Promising Cancer Therapy Treatment: Vitamin C

February 11, 2014

(LA TIMES) Scientists have identified a simple, inexpensive compound that made cancer drugs more effective in mice and helped human patients weather the toxic side effects of chemotherapy.  But even as they touted their experimental results, they acknowledged that their remedy was unlikely to inspire the vigorous — and expensive — research necessary to win regulatory approval and join the ranks of mainstream medicine.

The drug in question is vitamin C. When absorbed from foods such as oranges, strawberries, broccoli and kale, it feeds neurotransmitters and helps the body make collagen, among other important functions. It has also gained a cult following as an alternative form of cancer treatment thanks to Linus Pauling, a two-time winner of the Nobel Prize.

images (4)Pauling’s contention that large doses of vitamin C could prevent and treat most cancers could not be supported by clinical trials. His discredited claims shut down research for decades, said Dr. Jeanne Drisko, director of integrative medicine at the University of Kansas Medical Center.

“There’s been a bias since the late 1970s that vitamin C cancer treatment is worthless and a waste of time,” said Drisko, a member of the team that published the new results Wednesday in the journal Science Translational Medicine. Now, she said, “we’re overcoming that old bias.”

But that’s only part of the problem. Even if more studies confirmed that vitamin C can help fight cancer, someone would have to steer it through the Food and Drug Administration’s lengthy approval process. Vitamin C can’t be patented, so pharmaceutical companies have no incentive to play their usual role, said Dr. Robert Morgan, co-director of the gynecological cancers program at the City of Hope Cancer Center in Duarte.

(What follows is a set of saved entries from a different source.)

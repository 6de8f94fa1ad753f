use crate::key::{PARTITION_KEY, SORT_KEY};
use aws_sdk_dynamodb::types::{KeyType, ScalarAttributeType};

/// Partition key of the secondary index.
pub const GSI_PARTITION_KEY: &str = "GSIPK";
/// Sort key of the secondary index.
pub const GSI_SORT_KEY: &str = "GSISK";

#[derive(Debug, Clone, Copy, PartialEq, Eq)]
pub enum KeyAttributeType {
    String,
    Number,
}

impl From<KeyAttributeType> for ScalarAttributeType {
    fn from(value: KeyAttributeType) -> Self {
        match value {
            KeyAttributeType::String => ScalarAttributeType::S,
            KeyAttributeType::Number => ScalarAttributeType::N,
        }
    }
}

#[derive(Debug, Clone, Copy, PartialEq, Eq)]
pub enum KeyRole {
    Hash,
    Range,
}

impl From<KeyRole> for KeyType {
    fn from(value: KeyRole) -> Self {
        match value {
            KeyRole::Hash => KeyType::Hash,
            KeyRole::Range => KeyType::Range,
        }
    }
}

/// Describes the single table every record lives in: `PK`/`SK` primary key plus one
/// keys-only secondary index on `GSIPK`/`GSISK`.
///
/// This is metadata only. [`crate::DynamoAdapter::create_table`] provisions it.
#[derive(Debug, Clone, PartialEq, Eq)]
pub struct TableSpec {
    table_name: String,
    index_name: String,
    read_capacity: i64,
    write_capacity: i64,
}

impl TableSpec {
    pub fn new(table_name: impl Into<String>, index_name: impl Into<String>) -> Self {
        Self {
            table_name: table_name.into(),
            index_name: index_name.into(),
            read_capacity: 1,
            write_capacity: 1,
        }
    }

    /// Override the provisioned throughput for both the table and its index.
    pub fn with_throughput(mut self, read_capacity: i64, write_capacity: i64) -> Self {
        self.read_capacity = read_capacity;
        self.write_capacity = write_capacity;
        self
    }

    pub fn table_name(&self) -> &str {
        &self.table_name
    }

    pub fn index_name(&self) -> &str {
        &self.index_name
    }

    pub fn read_capacity(&self) -> i64 {
        self.read_capacity
    }

    pub fn write_capacity(&self) -> i64 {
        self.write_capacity
    }

    pub fn attribute_definitions(&self) -> [(&'static str, KeyAttributeType); 4] {
        [
            (PARTITION_KEY, KeyAttributeType::String),
            (SORT_KEY, KeyAttributeType::String),
            (GSI_PARTITION_KEY, KeyAttributeType::String),
            (GSI_SORT_KEY, KeyAttributeType::Number),
        ]
    }

    pub fn key_schema(&self) -> [(&'static str, KeyRole); 2] {
        [(PARTITION_KEY, KeyRole::Hash), (SORT_KEY, KeyRole::Range)]
    }

    pub fn index_key_schema(&self) -> [(&'static str, KeyRole); 2] {
        [(GSI_PARTITION_KEY, KeyRole::Hash), (GSI_SORT_KEY, KeyRole::Range)]
    }
}

#[cfg(test)]
mod tests {
    use super::*;

    #[test]
    fn test_defaults() {
        let spec = TableSpec::new("stories", "stories-gsi");

        assert_eq!(spec.table_name(), "stories");
        assert_eq!(spec.index_name(), "stories-gsi");
        assert_eq!((spec.read_capacity(), spec.write_capacity()), (1, 1));
        assert_eq!(spec.key_schema()[0], ("PK", KeyRole::Hash));
        assert_eq!(spec.index_key_schema()[1], ("GSISK", KeyRole::Range));
        assert_eq!(spec.attribute_definitions()[3], ("GSISK", KeyAttributeType::Number));
    }

    #[test]
    fn test_with_throughput() {
        let spec = TableSpec::new("stories", "stories-gsi").with_throughput(5, 10);

        assert_eq!((spec.read_capacity(), spec.write_capacity()), (5, 10));
    }
}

“This is the kind of a drug that if somebody invested in it, they would not expect to make back their investment,” said Morgan, who wasn’t involved in the new research. “That’s the issue.”

At the same time, Morgan and other experts agreed that the benefits reported by Drisko and her colleagues warranted further study.

“There’s certainly very clear indicators coming out of this work that further investigation is warranted,” said Dr. Jeffrey White, director of the Office of Cancer Complementary and Alternative Medicine at the National Cancer Institute.

In the new experiments, researchers examined the effects of vitamin C, also known as ascorbate, on a variety of cancer cells in the lab and in ovarian cancer cells in mice. When high concentrations entered the space between cells, it formed hydrogen peroxide.

That chemical went to work on cancerous cells in several ways: It damaged their DNA, it stressed their metabolism and inhibited their growth, said study senior author Qi Chen, a biochemist at the University of Kansas. This weakening improved the effectiveness of traditional cancer drugs such as carboplatin and paclitaxel, according to the study.

Surprisingly, the hydrogen peroxide did not harm the non-cancerous cells, the researchers found. It’s not clear why the healthy cells were spared, but the researchers said they suspected it had to do with the inefficient way cancer cells convert glucose to energy when compared with regular cells.

“Ascorbate causes an energy crisis for the cancer cells,” Chen said.

A third part of the study involved a small trial of 27 patients with advanced ovarian cancer. Some of them were given vitamin C with chemotherapy, at doses of 75 to 105 grams depending on their body weight. (An orange contains about 50 milligrams of vitamin C.)  The purpose of the trial was to see whether the vitamin C sickened patients, not whether it was more effective than standard treatment. So the researchers were surprised to find that that the patients on vitamin C had more energy, experienced less nausea and generally tolerated chemotherapy better than those who did not receive it.

We did not expect to find that,” Drisko said.

In earlier studies, patients were given vitamin C in pill form, and most of it was excreted before it had a chance to be metabolized and delivered into the bloodstream, Drisko said. In the new experiments, researchers bypassed that problem by injecting the vitamin directly into the veins. That’s important because the dose given to mice was extremely high — the equivalent of giving human patients the vitamin C of about 2,000 oranges.

In an article that accompanied the study, two cancer experts who were not involved in the research wrote that new drug combinations were badly needed in the fight against cancer, and that the “cocktail” of chemotherapy and vitamin C showed promise.

The findings “strongly suggest that the time has come to test ascorbate combination therapy,” wrote Melanie McConnell and Patries Herst, both researchers in Wellington, New Zealand.

Though Drisko said she hoped government agencies would step in to fund larger trials, she suspected the National Institutes of Health would avoid offering grants given vitamin C’s controversial history.